Some days I work until 11pm. Some days I don’t want to shut down my computer. Some days I don’t eat and the laundry doesn’t get done. Then, some days I hit the brakes and force myself to take a day off from my personal projects. I spend time in nature, I explore, I go on little adventures, and dream about the future.
So what do I think about work now? I think work should be molded around your life, not the other way around. I think I was young and brave and knew myself back in the days when I ignored the world’s expectations to become an actor and then an archaeologist. I think the more lost I got the farther I strayed from who I was and the life I was meant to live, and those were the years that I spent trying to make myself fit into someone else’s mold. I’m not mad about it, because I got myself into a field that was somewhat creative and very stable and when I was going through my divorce it allowed me to do it without fear for how I was going to pay my bills.

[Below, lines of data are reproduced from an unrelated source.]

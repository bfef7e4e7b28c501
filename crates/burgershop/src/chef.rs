//! Chefs: the producers.
//!
//! Each chef loops check-increment-then-sleep: take the monitor lock, add one
//! burger if the quota allows, release, broadcast, then spend the preparation
//! time outside the lock. A chef that finds the quota met leaves normally.

use std::sync::Arc;

use tokio::task::JoinSet;
use tokio_util::sync::CancellationToken;
use tracing::{debug, info};

use crate::config::PrepSchedule;
use crate::monitor::Monitor;

pub struct Chef {
    id: usize,
    monitor: Arc<Monitor>,
    prep: PrepSchedule,
    cancel: CancellationToken,
}

impl Chef {
    pub fn new(
        id: usize,
        monitor: Arc<Monitor>,
        prep: PrepSchedule,
        cancel: CancellationToken,
    ) -> Self {
        Self {
            id,
            monitor,
            prep,
            cancel,
        }
    }

    /// Cook until the quota is met or the kitchen is cancelled.
    /// Returns the number of burgers this chef prepared.
    pub async fn run(self) -> u64 {
        let mut prepared = 0u64;

        loop {
            let prep_time = self.prep.step(self.id, prepared);

            let burger = self.monitor.lock().await.try_produce();
            let Some(burger) = burger else {
                debug!(chef = self.id, prepared, "Quota reached, chef leaving");
                break;
            };
            prepared += 1;
            self.monitor.notify_all();

            info!(
                chef = self.id,
                burger = burger.number,
                prep_ms = prep_time.as_millis() as u64,
                remaining = burger.remaining,
                "Chef {} prepared burger #{}. {} burgers left to prepare",
                self.id,
                burger.number,
                burger.remaining
            );

            tokio::select! {
                _ = self.cancel.cancelled() => {
                    debug!(chef = self.id, prepared, "Kitchen closed, chef leaving");
                    break;
                }
                _ = tokio::time::sleep(prep_time) => {}
            }
        }

        prepared
    }
}

/// The set of running chefs.
pub struct Kitchen {
    chefs: JoinSet<u64>,
    cancel: CancellationToken,
}

impl Kitchen {
    /// Spawn `chefs` chef tasks, numbered from 1.
    pub fn open(monitor: Arc<Monitor>, chefs: usize, prep: PrepSchedule) -> Self {
        let cancel = CancellationToken::new();
        let mut set = JoinSet::new();

        for id in 1..=chefs {
            let chef = Chef::new(id, Arc::clone(&monitor), prep.clone(), cancel.child_token());
            set.spawn(chef.run());
        }

        debug!(chefs, "Kitchen open");
        Self { chefs: set, cancel }
    }

    /// Ask every chef to stop after its current step.
    pub fn close(&self) {
        self.cancel.cancel();
    }

    /// Wait for every chef to leave. Returns the total burgers prepared.
    pub async fn join(mut self) -> u64 {
        let mut total = 0;
        while let Some(result) = self.chefs.join_next().await {
            match result {
                Ok(prepared) => total += prepared,
                Err(e) => tracing::error!(error = %e, "Chef task failed"),
            }
        }
        total
    }
}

But now I want more. I want my life to be my own and I want a life of abundance, and I’m going to get it. The amazing thing is, I’m already that person. I’ve made the changes and I’ve started the wheel rolling and every day it picks up momentum. I never want it to stop.
All of this to say that, it’s totally fine if the life I want is not the life you want or the life that’s right for you. If you want to climb the corporate ladder, if you want to work in an office, if you want to provide a service by working for a company or a restaurant or a university, I love that for you. Do it. Claim it. Create the life that’s right for you. But as I told you, I’m not a practical person. So I’ll be in my house, building JennyMcNivenCreative into a business that I am privileged enough to spend every day doing. Living in that hum, living in abundance and purpose and joy and YES.